В этот момент замечаю важные события с ним.

Его браслет мигает чаще, но не переходит в тревожный режим.

Плечи непроизвольно опускаются - признак снижения агрессии.

Взгляд на мгновение отводится в сторону - разрастается внутренний конфликт.

Я готовлюсь к следующему вербальному ходу, держа в уме несколько возможных сценариев развития событий...

Его лицо пылает яростью, но за этой вспышкой я вижу нечто более хрупкое и глубокое — страх. Не за себя, нет. Страх потерять контроль, потерять лицо перед другими, перед собой. Что странно, раз в комнате мы одни.

Страх перед собой – признать, что восьмилетний пацан с насмешкой в глазах смог его довести. Его рука дёргается в странном, почти болезненном жесте — то сжимается в кулак, то отдёргивается, будто он спорит сам с собой и оба участника спора проигрывают.

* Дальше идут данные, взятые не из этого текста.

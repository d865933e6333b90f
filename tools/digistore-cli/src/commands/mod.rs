//! CLI command implementations.

pub mod cart;
pub mod catalog;
pub mod checkout;
pub mod config;
pub mod convert;
pub mod coupon;
pub mod prefs;
pub mod session;
pub mod translate;
pub mod wishlist;

use clap::{Args, Subcommand};

/// Arguments for the products command.
#[derive(Args)]
pub struct ProductsArgs {
    #[command(subcommand)]
    pub command: Option<ProductsCommand>,
}

#[derive(Subcommand)]
pub enum ProductsCommand {
    /// List products, optionally filtered.
    List {
        /// Category slug (e.g. `software`).
        #[arg(short, long)]
        category: Option<String>,
        /// Badge (featured, new, bestseller, sale, popular).
        #[arg(short, long)]
        badge: Option<String>,
        /// Show at most this many products.
        #[arg(short, long)]
        limit: Option<usize>,
    },
    /// Show one product with its related products.
    Show {
        /// Product ID.
        product: String,
    },
}

/// Arguments for the cart command.
#[derive(Args)]
pub struct CartArgs {
    #[command(subcommand)]
    pub command: Option<CartCommand>,
}

#[derive(Subcommand)]
pub enum CartCommand {
    /// Show cart lines and totals.
    Show,
    /// Add a product.
    Add {
        /// Product ID.
        product: String,
        /// Number of units.
        #[arg(short, long, default_value = "1")]
        quantity: i64,
        /// Selected option, as `name=value` (repeatable).
        #[arg(short, long = "option", value_parser = parse_key_value)]
        options: Vec<(String, String)>,
    },
    /// Set a line's quantity (0 removes it).
    Update {
        /// Product ID.
        product: String,
        /// New quantity.
        #[arg(allow_negative_numbers = true)]
        quantity: i64,
    },
    /// Remove a product.
    Remove {
        /// Product ID.
        product: String,
    },
    /// Empty the cart.
    Clear {
        /// Skip confirmation.
        #[arg(short, long)]
        yes: bool,
    },
}

/// Arguments for the coupon command.
#[derive(Args)]
pub struct CouponArgs {
    #[command(subcommand)]
    pub command: CouponCommand,
}

#[derive(Subcommand)]
pub enum CouponCommand {
    /// Apply a coupon code to the cart.
    Apply {
        /// Coupon code (case-insensitive).
        code: String,
    },
    /// Remove the applied coupon.
    Remove,
    /// List known coupon codes.
    List,
}

/// Arguments for the wishlist command.
#[derive(Args)]
pub struct WishlistArgs {
    #[command(subcommand)]
    pub command: Option<WishlistCommand>,
}

#[derive(Subcommand)]
pub enum WishlistCommand {
    /// Show wishlisted products.
    Show,
    /// Add a product.
    Add {
        /// Product ID.
        product: String,
    },
    /// Remove a product.
    Remove {
        /// Product ID.
        product: String,
    },
    /// Move a wishlisted product into the cart.
    Move {
        /// Product ID.
        product: String,
    },
    /// Empty the wishlist.
    Clear,
}

/// Arguments for the prefs command.
#[derive(Args)]
pub struct PrefsArgs {
    #[command(subcommand)]
    pub command: Option<PrefsCommand>,
}

#[derive(Subcommand)]
pub enum PrefsCommand {
    /// Show current preferences.
    Show,
    /// Set the UI language (fr, en, ar).
    Language {
        /// Language code.
        code: String,
    },
    /// Set the display currency (DZD, EUR, USD).
    Currency {
        /// Currency code.
        code: String,
    },
}

/// Arguments for the translate command.
#[derive(Args)]
pub struct TranslateArgs {
    /// Message key, e.g. `cart.title`.
    pub key: String,

    /// Language code (default: preferred language).
    #[arg(short, long)]
    pub lang: Option<String>,

    /// Placeholder value, as `name=value` (repeatable).
    #[arg(short, long = "param", value_parser = parse_key_value)]
    pub params: Vec<(String, String)>,

    /// Resolve the plural form for this count.
    #[arg(long)]
    pub count: Option<u64>,
}

/// Arguments for the convert command.
#[derive(Args)]
pub struct ConvertArgs {
    /// Amount to convert.
    pub amount: f64,

    /// Source currency.
    #[arg(short, long, default_value = "DZD")]
    pub from: String,

    /// Target currency (default: every other currency).
    #[arg(short, long)]
    pub to: Option<String>,
}

/// Arguments for the login command.
#[derive(Args)]
pub struct LoginArgs {
    /// Email address.
    pub email: String,

    /// Password (prompted when omitted).
    #[arg(short, long)]
    pub password: Option<String>,
}

/// Arguments for the register command.
#[derive(Args)]
pub struct RegisterArgs {
    /// Email address.
    pub email: String,

    /// First name.
    #[arg(long)]
    pub first_name: String,

    /// Last name.
    #[arg(long)]
    pub last_name: String,

    /// Password (prompted when omitted).
    #[arg(short, long)]
    pub password: Option<String>,
}

/// Arguments for the config command.
#[derive(Args)]
pub struct ConfigArgs {
    #[command(subcommand)]
    pub command: ConfigCommand,
}

#[derive(Subcommand)]
pub enum ConfigCommand {
    /// Show current configuration.
    Show,
    /// Print the config file in use.
    Path,
    /// Initialize a new config file.
    Init {
        /// Where to write the file.
        #[arg(long, default_value = "digistore.toml")]
        path: String,
        /// Force overwrite existing config.
        #[arg(short, long)]
        force: bool,
    },
    /// Validate the configuration and reference data.
    Validate,
}

/// Parse `name=value`.
fn parse_key_value(raw: &str) -> Result<(String, String), String> {
    let (key, value) = raw
        .split_once('=')
        .ok_or_else(|| format!("expected name=value, got '{}'", raw))?;
    if key.is_empty() {
        return Err(format!("empty name in '{}'", raw));
    }
    Ok((key.to_string(), value.to_string()))
}

#[cfg(test)]
mod tests {
    use super::*;

    #[test]
    fn test_parse_key_value() {
        assert_eq!(
            parse_key_value("name=Amine").unwrap(),
            ("name".to_string(), "Amine".to_string())
        );
        assert_eq!(
            parse_key_value("edition=Pro=Plus").unwrap(),
            ("edition".to_string(), "Pro=Plus".to_string())
        );
        assert!(parse_key_value("novalue").is_err());
        assert!(parse_key_value("=x").is_err());
    }
}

"Именно так, сожри его", — мелькает у меня в голове.

Я ловлю момент, когда внутри Кирилла что-то рвётся. Гордость поднимается выше рассудка, давит на всё остальное, как горячий пар в закрытом чайнике. Я опускаю взгляд — не слишком резко, чтобы не сбить его с толку, но достаточно, чтобы дать повод. Усмешка на губах — едва уловимая, почти случайная, но она делает своё дело.

— Давай же, — шепчу, как будто устал, как будто предлагаю. — Покажи всем, как ты умеешь решать проблемы.

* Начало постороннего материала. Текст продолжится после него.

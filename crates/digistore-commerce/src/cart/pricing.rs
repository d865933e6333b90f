//! Cart pricing breakdown.

use crate::ids::ProductId;
use crate::money::Money;
use serde::{Deserialize, Serialize};

/// Complete pricing breakdown for a cart, in the base currency.
#[derive(Debug, Clone, Serialize, Deserialize, PartialEq)]
pub struct CartPricing {
    /// Sum of line subtotals.
    pub subtotal: Money,
    /// Amount actually taken off, `subtotal - total`.
    pub discount: Money,
    /// Final total, never negative.
    pub total: Money,
    /// Code of the applied coupon, if any.
    pub coupon_code: Option<String>,
    /// Per-line breakdown.
    pub lines: Vec<LinePricing>,
}

impl CartPricing {
    /// Check if a discount reduces the total.
    pub fn has_discount(&self) -> bool {
        self.discount.is_positive()
    }

    /// Get discount percentage of subtotal.
    pub fn discount_percentage(&self) -> f64 {
        if self.subtotal.amount_minor == 0 {
            return 0.0;
        }
        (self.discount.amount_minor as f64 / self.subtotal.amount_minor as f64) * 100.0
    }
}

/// Pricing for a single cart line.
#[derive(Debug, Clone, Serialize, Deserialize, PartialEq)]
pub struct LinePricing {
    pub product_id: ProductId,
    pub unit_price: Money,
    pub quantity: i64,
    /// `unit_price * quantity`.
    pub subtotal: Money,
}
//! Localisation for DigiStore.
//!
//! - [`Language`]: `fr` (fallback), `en`, `ar` (right to left)
//! - [`MessageCatalog`]: per-language messages as a typed tree
//! - [`Translator`]: dotted-key resolution with fallback and interpolation
//! - [`UiPreferences`]: selected language and display currency

pub mod catalog;
pub mod error;
pub mod language;
pub mod preferences;
pub mod translator;

pub use catalog::{LoadMode, Lookup, MessageCatalog, MessageNode};
pub use error::I18nError;
pub use language::{Language, TextDirection};
pub use preferences::UiPreferences;
pub use translator::Translator;
//! Cache error types.

use thiserror::Error;

/// Errors that can occur when using the cache.
#[derive(Error, Debug)]
pub enum CacheError {
    /// Failed to open the store.
    #[error("Failed to open store: {0}")]
    OpenError(String),

    /// Failed to serialize or deserialize a value.
    #[error("Serialization error: {0}")]
    SerializeError(#[from] serde_json::Error),

    /// Failed to perform store operation.
    #[error("Store operation failed: {0}")]
    StoreError(String),

    /// Key cannot be used as a record name.
    #[error("Invalid key: {0}")]
    InvalidKey(String),

    /// Filesystem error in a file-backed store.
    #[error("I/O error on {path}: {source}")]
    Io {
        path: String,
        #[source]
        source: std::io::Error,
    },
}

Кулак летит. По дуге, широким, нелепо предсказуемым движением, как в плохом индийском боевике. Я пытаюсь уйти вбок, но опаздываю — не кулак, левая рука вцепляется в ворот куртки и дёргает меня с силой. Ткань трещит, и меня швыряют на кровать. Металлическая спинка больно впивается в плечо, будто напоминая о реальности происходящих событий. Но я не задерживаюсь, перекатываюсь и разворачиваюсь, пока он ещё не понял, что потерял инициативу.

Он идёт на меня, уже с фразой на губах — наверное, собирается сказать что-то пафосное, может быть, обидное — но подушка, которую я бросаю с упреждением, влетает ему прямо в лицо. Этого хватает: на полсекунды он теряет контроль над ситуацией. Достаточно.

Я подскакиваю, хватаю его за руку и, не раздумывая, кусаю. Ну а что?

Надо же…

Сожрать.

Кусаю не как ребёнок в истерике, а точно, намеренно, в мягкое место под косточкой запястья — туда, где боль простреливает всю конечность. Он дёргается, и мы вместе падаем на пол.

Кирилл оказывается сверху. Его кулак врезается мне в бок — тупо, тяжело, как удар мешком с песком. Из лёгких вырывается воздух, но в тот же момент моё колено находит цель — бедро, чуть сбоку от паха, там, где проходит нерв. Судорога. Он сжимается, и я получаю секунду, чтобы перевести дыхание.

Мы катаемся по полу, как два злых котёнка, пинающихся в пыли. Его пальцы тянутся к моей шее, но это не настоящая попытка задушить — скорее, демонстрация, угроза. В ответ я царапаю его — не сильно, но так, чтобы боль щипала кожу.

И вдруг — рывок за волосы. Сильный. Я не ожидал. Настоящая, жгучая боль вспыхивает в черепе, глаза темнеют на миг, но именно это… возвращает мне фокус. Всё становится резким. Чётким.

Он сильнее. Это факт. Но его сила не знает, куда ударить. Его техника — из учебника. Каждое движение можно прочитать ещё до того, как он его начал. Мой браслет уже тёплый — система чувствует адреналин, пульс зашкаливает. Его — мигает тревожно-оранжевым. Система предупредила. Ещё немного — и сработает прдупреждение.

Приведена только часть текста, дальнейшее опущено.